Of beautiful Mondays

A few days back I would have thought that this was the worst Monday ever. The home was in a mess, several loads of laundry stayed piled in three baskets and the sink was full of dishes and neglect from the weekend. To make the matters worse- the housekeeper cancelled last-minute. I was stuck at a messy home with all the work lined up with an active toddler in tow! I do know that there any many, many out there who have gone through this, several times, who will understand my panic.

Normally, I would have put the toddler in front of the I-pad and bought myself at least an hour to do the basic needful. However, lately, I have been feeling horrible about the amount of screen time the toddler gets and decided to instead lure him with some toys.

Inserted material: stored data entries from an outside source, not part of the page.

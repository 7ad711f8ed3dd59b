//! Outgoing email.
//!
//! Everything goes through the [`Mailer`] trait: [`SmtpMailer`] speaks real
//! SMTP through `lettre`, while [`RecordingMailer`] keeps messages in memory
//! for tests and for running without a relay. [`EmailConfig::from_env`]
//! decides which one the binary gets.

use std::sync::Mutex;

use lettre::message::header::ContentType;
use lettre::transport::smtp::authentication::Credentials;
use lettre::{AsyncSmtpTransport, AsyncTransport, Message, Tokio1Executor};

// ---------------------------------------------------------------------------
// Error
// ---------------------------------------------------------------------------

/// What can go wrong between assembling a message and handing it off.
#[derive(Debug, thiserror::Error)]
pub enum EmailError {
    /// The relay refused us: connection, TLS, or authentication.
    #[error("SMTP transport failed: {0}")]
    Transport(#[from] lettre::transport::smtp::Error),

    /// Sender or recipient is not a parseable address.
    #[error("Bad email address: {0}")]
    Address(#[from] lettre::address::AddressError),

    /// The MIME message itself would not assemble.
    #[error("Could not assemble message: {0}")]
    Build(String),
}

// ---------------------------------------------------------------------------
// EmailConfig
// ---------------------------------------------------------------------------

/// STARTTLS submission port.
const DEFAULT_SMTP_PORT: u16 = 587;

/// Sender used when `SMTP_FROM` is absent.
const DEFAULT_FROM_ADDRESS: &str = "noreply@fansync.local";

/// SMTP connection settings.
#[derive(Debug, Clone)]
pub struct EmailConfig {
    /// Relay hostname.
    pub smtp_host: String,
    /// Relay port, 587 unless overridden.
    pub smtp_port: u16,
    /// RFC 5322 "From" address.
    pub from_address: String,
    /// Credentials, when the relay wants them.
    pub smtp_user: Option<String>,
    pub smtp_password: Option<String>,
}

impl EmailConfig {
    /// Read the SMTP settings from the environment.
    ///
    /// `None` without `SMTP_HOST`, which means delivery is switched off.
    /// `SMTP_PORT` falls back to 587, `SMTP_FROM` to a noreply address;
    /// `SMTP_USER`/`SMTP_PASSWORD` stay unset for open relays.
    pub fn from_env() -> Option<Self> {
        let smtp_host = std::env::var("SMTP_HOST").ok()?;

        let smtp_port = std::env::var("SMTP_PORT")
            .ok()
            .and_then(|p| p.parse().ok())
            .unwrap_or(DEFAULT_SMTP_PORT);
        let from_address =
            std::env::var("SMTP_FROM").unwrap_or_else(|_| DEFAULT_FROM_ADDRESS.to_string());

        Some(Self {
            smtp_host,
            smtp_port,
            from_address,
            smtp_user: std::env::var("SMTP_USER").ok(),
            smtp_password: std::env::var("SMTP_PASSWORD").ok(),
        })
    }
}

// ---------------------------------------------------------------------------
// Mailer
// ---------------------------------------------------------------------------

/// One outgoing email, already rendered to plain text.
#[derive(Debug, Clone, PartialEq, Eq)]
pub struct EmailMessage {
    pub to: String,
    pub subject: String,
    pub body: String,
}

impl EmailMessage {
    pub fn new(
        to: impl Into<String>,
        subject: impl Into<String>,
        body: impl Into<String>,
    ) -> Self {
        Self {
            to: to.into(),
            subject: subject.into(),
            body: body.into(),
        }
    }
}

/// The delivery seam. The notification dispatcher only ever sees this
/// trait, never a concrete transport.
#[async_trait::async_trait]
pub trait Mailer: Send + Sync {
    async fn send(&self, message: &EmailMessage) -> Result<(), EmailError>;
}

// ---------------------------------------------------------------------------
// SmtpMailer
// ---------------------------------------------------------------------------

/// Real delivery over STARTTLS.
pub struct SmtpMailer {
    config: EmailConfig,
}

impl SmtpMailer {
    pub fn new(config: EmailConfig) -> Self {
        Self { config }
    }
}

#[async_trait::async_trait]
impl Mailer for SmtpMailer {
    async fn send(&self, message: &EmailMessage) -> Result<(), EmailError> {
        let mut relay =
            AsyncSmtpTransport::<Tokio1Executor>::starttls_relay(&self.config.smtp_host)?
                .port(self.config.smtp_port);
        if let (Some(user), Some(pass)) = (&self.config.smtp_user, &self.config.smtp_password) {
            relay = relay.credentials(Credentials::new(user.clone(), pass.clone()));
        }

        let email = Message::builder()
            .from(self.config.from_address.parse()?)
            .to(message.to.parse()?)
            .subject(&message.subject)
            .header(ContentType::TEXT_PLAIN)
            .body(message.body.clone())
            .map_err(|e| EmailError::Build(e.to_string()))?;

        relay.build().send(email).await?;

        tracing::info!(to = %message.to, subject = %message.subject, "Email sent");
        Ok(())
    }
}

// ---------------------------------------------------------------------------
// RecordingMailer
// ---------------------------------------------------------------------------

/// Keeps every message instead of sending it.
///
/// Tests assert on fan-out counts and rendered bodies through [`sent`]
/// (RecordingMailer::sent); local development uses it to keep real
/// mailboxes out of the loop.
#[derive(Debug, Default)]
pub struct RecordingMailer {
    sent: Mutex<Vec<EmailMessage>>,
}

impl RecordingMailer {
    pub fn new() -> Self {
        Self::default()
    }

    /// Snapshot of every message sent so far, in order.
    pub fn sent(&self) -> Vec<EmailMessage> {
        self.sent.lock().map(|g| g.clone()).unwrap_or_default()
    }
}

#[async_trait::async_trait]
impl Mailer for RecordingMailer {
    async fn send(&self, message: &EmailMessage) -> Result<(), EmailError> {
        tracing::debug!(to = %message.to, subject = %message.subject, "Recording email");
        if let Ok(mut guard) = self.sent.lock() {
            guard.push(message.clone());
        }
        Ok(())
    }
}

// ---------------------------------------------------------------------------
// Tests
// ---------------------------------------------------------------------------
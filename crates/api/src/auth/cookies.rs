//! `Set-Cookie` helpers for the `access` and `refresh` auth cookies.
//!
//! Login, refresh, and the OAuth callbacks install both cookies alongside the
//! JSON token payload so browser clients work without storing tokens in JS.
//! Logout expires them.

use axum::http::header::SET_COOKIE;
use axum::http::HeaderName;
use axum::response::AppendHeaders;

use crate::auth::jwt::JwtConfig;

/// Cookie carrying the JWT access token.
pub const ACCESS_COOKIE: &str = "access";

/// Cookie carrying the opaque refresh token.
pub const REFRESH_COOKIE: &str = "refresh";

fn build_cookie(name: &str, value: &str, max_age_secs: i64) -> String {
    format!("{name}={value}; Path=/; Max-Age={max_age_secs}; HttpOnly; Secure; SameSite=Lax")
}

/// Response headers installing both auth cookies, with lifetimes matching the
/// corresponding token expiries.
pub fn auth_cookies(
    access_token: &str,
    refresh_token: &str,
    jwt: &JwtConfig,
) -> AppendHeaders<[(HeaderName, String); 2]> {
    let access_max_age = jwt.access_token_expiry_mins * 60;
    let refresh_max_age = jwt.refresh_token_expiry_days * 24 * 60 * 60;

    AppendHeaders([
        (
            SET_COOKIE,
            build_cookie(ACCESS_COOKIE, access_token, access_max_age),
        ),
        (
            SET_COOKIE,
            build_cookie(REFRESH_COOKIE, refresh_token, refresh_max_age),
        ),
    ])
}

/// Response headers expiring both auth cookies immediately.
pub fn clear_auth_cookies() -> AppendHeaders<[(HeaderName, String); 2]> {
    AppendHeaders([
        (SET_COOKIE, build_cookie(ACCESS_COOKIE, "", 0)),
        (SET_COOKIE, build_cookie(REFRESH_COOKIE, "", 0)),
    ])
}

/// Extract a cookie value from a `Cookie` request header string.
///
/// Used by the auth extractor to fall back to the `access` cookie when no
/// `Authorization` header is present.
pub fn cookie_value<'a>(cookie_header: &'a str, name: &str) -> Option<&'a str> {
    cookie_header.split(';').find_map(|pair| {
        let (k, v) = pair.trim().split_once('=')?;
        (k == name).then_some(v)
    })
}
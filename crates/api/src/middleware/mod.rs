//! Authentication and authorization middleware extractors.
//!
//! - [`auth::AuthUser`] -- Extracts the authenticated user from a JWT (Bearer
//!   header or `access` cookie).
//! - [`rbac::RequireStaff`] -- Requires the `staff` or `admin` role.

pub mod auth;
pub mod rbac;
//! Handlers for the `/authority` resource: requests from fans asking to be
//! upgraded to staff so they can manage an artist's catalog entries.

use axum::extract::State;
use axum::http::StatusCode;
use axum::response::IntoResponse;
use axum::Json;

use fansync_core::error::CoreError;
use fansync_db::models::authority::{AuthorityRequest, CreateAuthorityRequest};
use fansync_db::repositories::AuthorityRepo;

use crate::error::{AppError, AppResult};
use crate::middleware::auth::AuthUser;
use crate::middleware::rbac::RequireStaff;
use crate::response::DataResponse;
use crate::state::AppState;

/// POST /api/v1/authority
///
/// File a staff-up request. Review happens out of band; staff read the
/// queue via the listing below.
pub async fn create_request(
    State(state): State<AppState>,
    auth_user: AuthUser,
    Json(mut input): Json<CreateAuthorityRequest>,
) -> AppResult<impl IntoResponse> {
    if input.artist_name.trim().is_empty() {
        return Err(AppError::Core(CoreError::Validation(
            "artist_name must not be empty".into(),
        )));
    }
    if input.phone_number.trim().is_empty() {
        return Err(AppError::Core(CoreError::Validation(
            "phone_number must not be empty".into(),
        )));
    }

    input.user_id = auth_user.user_id;
    let request = AuthorityRepo::create(&state.pool, &input).await?;

    Ok((StatusCode::CREATED, Json(DataResponse { data: request })))
}

/// GET /api/v1/authority (staff)
///
/// The pending request queue, newest first.
pub async fn list_requests(
    State(state): State<AppState>,
    RequireStaff(_staff): RequireStaff,
) -> AppResult<Json<DataResponse<Vec<AuthorityRequest>>>> {
    let requests = AuthorityRepo::list(&state.pool).await?;
    Ok(Json(DataResponse { data: requests }))
}
//! Repository for the `authority_requests` table.

use sqlx::PgPool;

use crate::models::authority::{AuthorityRequest, CreateAuthorityRequest};

/// Column set returned by every row-returning query.
const COLUMNS: &str =
    "id, user_id, artist_name, agency, phone_number, image_url, created_at, updated_at";

/// Provides operations for staff-authority requests.
pub struct AuthorityRepo;

impl AuthorityRepo {
    /// File a new request, returning the created row.
    pub async fn create(
        pool: &PgPool,
        input: &CreateAuthorityRequest,
    ) -> Result<AuthorityRequest, sqlx::Error> {
        let query = format!(
            "INSERT INTO authority_requests (user_id, artist_name, agency, phone_number, image_url)
             VALUES ($1, $2, $3, $4, $5)
             RETURNING {COLUMNS}"
        );
        sqlx::query_as::<_, AuthorityRequest>(&query)
            .bind(input.user_id)
            .bind(&input.artist_name)
            .bind(&input.agency)
            .bind(&input.phone_number)
            .bind(&input.image_url)
            .fetch_one(pool)
            .await
    }

    /// List all requests, most recent first.
    pub async fn list(pool: &PgPool) -> Result<Vec<AuthorityRequest>, sqlx::Error> {
        let query = format!("SELECT {COLUMNS} FROM authority_requests ORDER BY created_at DESC, id DESC");
        sqlx::query_as::<_, AuthorityRequest>(&query)
            .fetch_all(pool)
            .await
    }
}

When I saw that he didn’t pay much attention, I decided to sit down and start the play momentum- just enough to get him started. Slowly and gradually, he slid towards me and sat down in my lap, amused.

Life runs at its own pace and in trying to keep up with the momentum, we often forget these little things that soon become memories. While he was sitting, I took a long look at the baby, as I still like to call him. He was growing so fast. The baby tummy that used to bulge out of his tiny onesies was now becoming more toddler-like. The little feet that had just learnt how to walk a few months back were now springing ahead in full-speed. In my race to catch up with life, I suddenly felt like I was missing so many such moments. Soon, this baby, who has been with me, day in and day out- 24 hours, would go to school. And once they start, they are never there at home like these last two years.

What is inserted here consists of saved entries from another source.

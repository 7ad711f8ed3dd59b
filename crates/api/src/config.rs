use crate::auth::jwt::JwtConfig;

/// Everything the server reads from the environment at startup.
///
/// Defaults are tuned for local development; production deployments are
/// expected to set each variable explicitly.
#[derive(Debug, Clone)]
pub struct ServerConfig {
    /// Bind address. `HOST`, default `0.0.0.0`.
    pub host: String,
    /// Bind port. `PORT`, default `3000`.
    pub port: u16,
    /// Allowed CORS origins, from comma-separated `CORS_ORIGINS`.
    /// Default is the Vite dev server.
    pub cors_origins: Vec<String>,
    /// Per-request timeout in seconds. `REQUEST_TIMEOUT_SECS`, default `30`.
    pub request_timeout_secs: u64,
    /// Public base URL of the frontend. Links embedded in outgoing emails
    /// (verification, password reset, schedule notices) are built on it.
    /// `SITE_URL`, trailing slash stripped.
    pub site_url: String,
    /// JWT secret and token lifetimes.
    pub jwt: JwtConfig,
}

/// Read `key` from the environment, falling back to `default` when unset.
fn env_or(key: &str, default: &str) -> String {
    std::env::var(key).unwrap_or_else(|_| default.into())
}

impl ServerConfig {
    /// Assemble the configuration. Missing variables fall back to the dev
    /// defaults listed on each field; malformed numeric values abort startup.
    pub fn from_env() -> Self {
        let port: u16 = env_or("PORT", "3000")
            .parse()
            .expect("PORT must be a valid u16");

        let request_timeout_secs: u64 = env_or("REQUEST_TIMEOUT_SECS", "30")
            .parse()
            .expect("REQUEST_TIMEOUT_SECS must be a valid u64");

        let cors_origins: Vec<String> = env_or("CORS_ORIGINS", "http://localhost:5173")
            .split(',')
            .map(str::trim)
            .filter(|s| !s.is_empty())
            .map(String::from)
            .collect();

        Self {
            host: env_or("HOST", "0.0.0.0"),
            port,
            cors_origins,
            request_timeout_secs,
            site_url: env_or("SITE_URL", "http://localhost:5173")
                .trim_end_matches('/')
                .to_string(),
            jwt: JwtConfig::from_env(),
        }
    }
}

// ---------------------------------------------------------------------------
// OAuth providers
// ---------------------------------------------------------------------------

/// Credentials for one OAuth provider.
#[derive(Debug, Clone)]
pub struct ProviderCredentials {
    pub client_id: String,
    pub client_secret: String,
    pub redirect_uri: String,
}

/// Social-login provider credentials, one optional entry per provider.
///
/// A provider with missing credentials stays `None`; its callback endpoint
/// then reports a configuration error instead of failing startup.
#[derive(Debug, Clone, Default)]
pub struct OAuthConfig {
    pub google: Option<ProviderCredentials>,
    pub kakao: Option<ProviderCredentials>,
    pub naver: Option<ProviderCredentials>,
}

impl OAuthConfig {
    /// Load provider credentials from the environment.
    ///
    /// Each provider `P` in `GOOGLE` / `KAKAO` / `NAVER` needs all three of
    /// `P_CLIENT_ID`, `P_CLIENT_SECRET`, and `P_REDIRECT_URI` to be usable.
    pub fn from_env() -> Self {
        Self {
            google: Self::provider_from_env("GOOGLE"),
            kakao: Self::provider_from_env("KAKAO"),
            naver: Self::provider_from_env("NAVER"),
        }
    }

    fn provider_from_env(prefix: &str) -> Option<ProviderCredentials> {
        let client_id = std::env::var(format!("{prefix}_CLIENT_ID")).ok()?;
        let client_secret = std::env::var(format!("{prefix}_CLIENT_SECRET")).ok()?;
        let redirect_uri = std::env::var(format!("{prefix}_REDIRECT_URI")).ok()?;
        Some(ProviderCredentials {
            client_id,
            client_secret,
            redirect_uri,
        })
    }
}

// ---------------------------------------------------------------------------
// Kakao local (geocoding)
// ---------------------------------------------------------------------------

/// REST credentials for the Kakao local search API used to geocode schedule
/// locations.
#[derive(Debug, Clone)]
pub struct KakaoLocalConfig {
    /// REST API key, sent as `Authorization: KakaoAK <key>`.
    pub rest_api_key: String,
}

impl KakaoLocalConfig {
    /// Load from `KAKAO_REST_API_KEY`. Returns `None` when unset, in which
    /// case schedules are stored without coordinates.
    pub fn from_env() -> Option<Self> {
        let rest_api_key = std::env::var("KAKAO_REST_API_KEY").ok()?;
        if rest_api_key.is_empty() {
            return None;
        }
        Some(Self { rest_api_key })
    }
}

And suddenly, looking into the big, big eyes of my little boy, this became the nicest Monday ever. Over the next hour, we rolled on the floor, sang songs in a funny baby language and enjoyed this undiluted time. In the middle of the day and laughter, there was pin-drop silence and I could feel the brightness of the sun that seeps through the windows each morning. At that point of time, nothing else mattered- no dishes, no laundry, no I-pads. Nothing. The mind became blank and enjoyed and the heart recorded this heart-warming time spent.

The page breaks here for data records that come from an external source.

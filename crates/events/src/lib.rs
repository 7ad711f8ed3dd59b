//! Event bus and email delivery for the fansync backend.
//!
//! This crate provides the pieces that carry a schedule change from the
//! HTTP handler that committed it to the fans who care about it:
//!
//! - [`EventBus`] is the in-process publish/subscribe hub backed by
//!   `tokio::sync::broadcast`.
//! - [`PlatformEvent`] is the canonical domain event envelope.
//! - [`delivery`] holds the [`Mailer`] trait with the SMTP implementation
//!   used in production and the recording one used in tests.

pub mod bus;
pub mod delivery;

pub use bus::{EventBus, PlatformEvent};
pub use delivery::email::{EmailConfig, EmailError, EmailMessage, Mailer, RecordingMailer, SmtpMailer};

We have often heard that they grow so fast, and each time it hits like a nail. Perhaps as a realization that these days of rolling on the ground are limited. That this little creature trying to roll over me, endless number of times when I am trying to sleep will soon be a distant memory. That the baby kisses that border on baby bites will soon run out. That these beautiful bright eyes will soon soak so much from life that they would never be blank like this time. These truly are the most beautiful days of our lives.